On pourra certes rétorquer que ce régime a été instauré pour la plus grande aisance de tous, chaque religion ayant la piscine exclusivement, à son jour de repos ; mais malheureusement ce n’est pas, et par la force des choses, pas exact du tout.
En effet la plupart des fassis, chôment désormais le dimanche, et surtout dans la nouvelle génération : les jeunes, les scolaires, leurs instituteurs, les fonctionnaires, les employés, etc…
C’est dans ces conditions que les musulmans sont, en définitive, les seuls touchés par la mesure et sanctionnés, si l’on peut dire, pour porter tarbouche !
On voit que tout ce que la chose a de déplaisant, et nous demandons instamment au Caïd Raho et au Contrôle civil de Fès-Banlieue de faire cesser cette anomalie un peu anachronique.

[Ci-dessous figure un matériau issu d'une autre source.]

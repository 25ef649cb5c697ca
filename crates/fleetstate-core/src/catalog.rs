//! Collaborators the core consumes but does not own
//!
//! Network spaces, storage pools and cloud resource release live outside
//! the consistency core. The static implementations here back tests and
//! embedders that configure them up front.

use std::collections::{BTreeMap, BTreeSet};

use parking_lot::Mutex;

use crate::errors::Result;
use crate::model::StorageKind;

/// Network spaces known to the model
pub trait SpaceCatalog: Send + Sync {
    fn space_exists(&self, space_id: &str) -> bool;
}

/// Storage pools known to the model
pub trait StoragePoolRegistry: Send + Sync {
    fn pool_exists(&self, pool: &str) -> bool;

    /// Pool used when a caller gives no constraint for a store
    fn default_pool(&self, kind: StorageKind) -> Option<String>;
}

/// Releases cluster resources of a CAAS application being destroyed
pub trait ResourceReleaser: Send + Sync {
    /// # Errors
    ///
    /// Returns an error when the release request could not be issued.
    fn release(&self, application: &str) -> Result<()>;
}

#[derive(Debug, Clone, Default)]
pub struct StaticSpaces {
    spaces: BTreeSet<String>,
}

impl StaticSpaces {
    pub fn new<I, S>(spaces: I) -> Self
    where
        I: IntoIterator<Item = S>,
        S: Into<String>,
    {
        Self {
            spaces: spaces.into_iter().map(Into::into).collect(),
        }
    }
}

impl SpaceCatalog for StaticSpaces {
    fn space_exists(&self, space_id: &str) -> bool {
        self.spaces.contains(space_id)
    }
}

#[derive(Debug, Clone)]
pub struct StaticPools {
    pools: BTreeSet<String>,
    defaults: BTreeMap<StorageKind, String>,
}

impl StaticPools {
    pub fn new() -> Self {
        Self {
            pools: BTreeSet::new(),
            defaults: BTreeMap::new(),
        }
    }

    pub fn with_pool(mut self, pool: impl Into<String>) -> Self {
        self.pools.insert(pool.into());
        self
    }

    pub fn with_default(mut self, kind: StorageKind, pool: impl Into<String>) -> Self {
        let pool = pool.into();
        self.pools.insert(pool.clone());
        self.defaults.insert(kind, pool);
        self
    }
}

impl Default for StaticPools {
    /// `loop` for block stores and `rootfs` for filesystems
    fn default() -> Self {
        Self::new()
            .with_default(StorageKind::Block, "loop")
            .with_default(StorageKind::Filesystem, "rootfs")
    }
}

impl StoragePoolRegistry for StaticPools {
    fn pool_exists(&self, pool: &str) -> bool {
        self.pools.contains(pool)
    }

    fn default_pool(&self, kind: StorageKind) -> Option<String> {
        self.defaults.get(&kind).cloned()
    }
}

/// Releaser that only records which applications it was asked about
#[derive(Debug, Default)]
pub struct RecordingReleaser {
    released: Mutex<Vec<String>>,
}

impl RecordingReleaser {
    pub fn released(&self) -> Vec<String> {
        self.released.lock().clone()
    }
}

impl ResourceReleaser for RecordingReleaser {
    fn release(&self, application: &str) -> Result<()> {
        self.released.lock().push(application.to_string());
        Ok(())
    }
}

#[cfg(test)]
mod tests {
    use super::*;

    #[test]
    fn test_static_spaces() {
        let spaces = StaticSpaces::new(["0", "db"]);
        assert!(spaces.space_exists("db"));
        assert!(!spaces.space_exists("public"));
    }

    #[test]
    fn test_default_pools() {
        let pools = StaticPools::default();
        assert_eq!(pools.default_pool(StorageKind::Block).as_deref(), Some("loop"));
        assert!(pools.pool_exists("rootfs"));
        assert!(!pools.pool_exists("ebs"));
    }

    #[test]
    fn test_recording_releaser() {
        let releaser = RecordingReleaser::default();
        releaser.release("gitlab").unwrap();
        assert_eq!(releaser.released(), vec!["gitlab".to_string()]);
    }
}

Il ne nous restera plus qu’à demander un renforcement de la surveillance par la maréchaussée, faisant confiance en nos braves gendarmes, dont nous connaissons le caractère scrupuleux, pour que la seule limitation de l’accès de la célèbre piscine, soit celle interdisant la malpropreté et la mauvaise tenue
J’ignore quand cet arrêté – qui n’était pas spécifique à la piscine d’AÏn Chkeff – a été levé mais dès le début des années 1950, la piscine était ouverte à tous … à condition de payer l’entrée.

Aïn Chkeff dans les années 1950
La piscine existe toujours : les installations ont évolué, la clientèle aussi ; un bateau de pêche d’Essaouira est venu « s’échouer » et a hébergé un bar ; un hôtel avec une trentaine de chambres a remplacé les casbahs de J-E Laurent et permet éventuellement de prolonger les plaisirs de la baignade avant le retour « au bureau ou à l’atelier ».
La publicité ne parle plus de « station balnéaire », les vertus héliobalnéothérapeutiques sont oubliées mais elle vante » le complexe touristique d’Aîn Chkef, un bijou niché au creux d’un superbe cadre forestier au pied du Moyen-Atlas à 7 kms de la ville de Fès »
Aïn Chkeff en 2004
L’environnement en aval est moins champêtre, le débit de l’Aïn a diminué,la cité berbère en pisé est remplacée au bord de l’oued par des abris en bâches de plastique bleu et les laveuses de burnous par des laveuses de carottes et autres légumes provenant des potagers voisins et qui colorent de teintes vives les berges ocres de l’oued.